Records from a data collection:

########################################

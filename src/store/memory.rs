//! Process-wide in-memory store.
//!
//! Budgets and expenses live in two `tokio::sync::RwLock`ed vectors for the
//! lifetime of the process. Each mutating call holds the write lock for its
//! whole read-modify-write, id assignment included.

use crate::{
    entities::{Budget, BudgetAllocation, Expense},
    errors::{Error, Result},
    store::{BudgetRepository, ExpenseRepository},
};
use rust_decimal::Decimal;
use tokio::sync::RwLock;
use tracing::{debug, trace};

/// Budgets and expenses held in memory.
#[derive(Debug, Default)]
pub struct InMemoryStore {
    budgets: RwLock<Vec<Budget>>,
    expenses: RwLock<Vec<Expense>>,
}

impl InMemoryStore {
    /// Creates an empty store.
    #[must_use]
    pub fn new() -> Self {
        Self::default()
    }

    /// Creates a store pre-loaded with budgets and expenses.
    #[must_use]
    pub fn with_data(budgets: Vec<Budget>, expenses: Vec<Expense>) -> Self {
        debug!(
            "Seeding in-memory store with {} budgets and {} expenses",
            budgets.len(),
            expenses.len()
        );
        Self {
            budgets: RwLock::new(budgets),
            expenses: RwLock::new(expenses),
        }
    }
}

fn find_budget<'a>(budgets: &'a mut [Budget], budget_id: &str) -> Result<&'a mut Budget> {
    budgets
        .iter_mut()
        .find(|b| b.id == budget_id)
        .ok_or_else(|| Error::BudgetNotFound {
            id: budget_id.to_string(),
        })
}

fn find_allocation<'a>(
    budgets: &'a mut [Budget],
    budget_id: &str,
    allocation_id: &str,
) -> Result<&'a mut BudgetAllocation> {
    find_budget(budgets, budget_id)?
        .allocation_mut(allocation_id)
        .ok_or_else(|| Error::AllocationNotFound {
            budget_id: budget_id.to_string(),
            id: allocation_id.to_string(),
        })
}

impl BudgetRepository for InMemoryStore {
    async fn get_budget(&self, budget_id: &str) -> Result<Option<Budget>> {
        let budgets = self.budgets.read().await;
        Ok(budgets.iter().find(|b| b.id == budget_id).cloned())
    }

    async fn list_budgets(&self) -> Result<Vec<Budget>> {
        Ok(self.budgets.read().await.clone())
    }

    async fn save_budget(&self, budget: Budget) -> Result<()> {
        let mut budgets = self.budgets.write().await;
        match budgets.iter_mut().find(|b| b.id == budget.id) {
            Some(existing) => *existing = budget,
            None => budgets.push(budget),
        }
        Ok(())
    }

    async fn insert_allocation(&self, budget_id: &str, allocation: BudgetAllocation) -> Result<()> {
        let mut budgets = self.budgets.write().await;
        let budget = find_budget(&mut budgets, budget_id)?;
        trace!("Inserting allocation {} into budget {}", allocation.id, budget_id);
        budget.insert_allocation(allocation)
    }

    async fn update_budget<F, T>(&self, budget_id: &str, apply: F) -> Result<T>
    where
        F: FnOnce(&mut Budget) -> Result<T> + Send,
        T: Send,
    {
        let mut budgets = self.budgets.write().await;
        let stored = find_budget(&mut budgets, budget_id)?;

        let mut updated = stored.clone();
        let output = apply(&mut updated)?;
        *stored = updated;
        Ok(output)
    }

    async fn record_spending(
        &self,
        budget_id: &str,
        allocation_id: &str,
        amount: Decimal,
    ) -> Result<BudgetAllocation> {
        let mut budgets = self.budgets.write().await;
        let allocation = find_allocation(&mut budgets, budget_id, allocation_id)?;
        allocation.record_spend(amount)?;
        trace!(
            "Allocation {} spent {} of {}",
            allocation_id,
            allocation.spent_amount(),
            allocation.allocated_amount()
        );
        Ok(allocation.clone())
    }
}

impl ExpenseRepository for InMemoryStore {
    async fn insert_expense(&self, expense: Expense) -> Result<()> {
        let mut expenses = self.expenses.write().await;
        if expenses.iter().any(|e| e.id == expense.id) {
            return Err(Error::DuplicateId {
                entity: "expense",
                id: expense.id,
            });
        }
        expenses.push(expense);
        Ok(())
    }

    async fn insert_new_expense(&self, mut expense: Expense) -> Result<Expense> {
        let mut expenses = self.expenses.write().await;
        expense.id = Expense::next_id(&expenses);
        trace!("Assigned id {} to new expense", expense.id);
        expenses.push(expense.clone());
        Ok(expense)
    }

    async fn get_expense(&self, expense_id: &str) -> Result<Option<Expense>> {
        let expenses = self.expenses.read().await;
        Ok(expenses.iter().find(|e| e.id == expense_id).cloned())
    }

    async fn list_expenses(&self, budget_id: Option<&str>) -> Result<Vec<Expense>> {
        let expenses = self.expenses.read().await;
        Ok(expenses
            .iter()
            .filter(|e| budget_id.is_none_or(|id| e.budget_id == id))
            .cloned()
            .collect())
    }

    async fn update_expense<F>(&self, expense_id: &str, apply: F) -> Result<Expense>
    where
        F: FnOnce(&mut Expense) -> Result<()> + Send,
    {
        let mut expenses = self.expenses.write().await;
        let stored = expenses
            .iter_mut()
            .find(|e| e.id == expense_id)
            .ok_or_else(|| Error::ExpenseNotFound {
                id: expense_id.to_string(),
            })?;

        let mut updated = stored.clone();
        apply(&mut updated)?;
        *stored = updated.clone();
        Ok(updated)
    }
}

########################################

Every line in the records above with the string "read" in it should be shown.

## Solution to this problem
//! whole read-modify-write, id assignment included.
        let budgets = self.budgets.read().await;
        Ok(self.budgets.read().await.clone())
        let expenses = self.expenses.read().await;
        let expenses = self.expenses.read().await;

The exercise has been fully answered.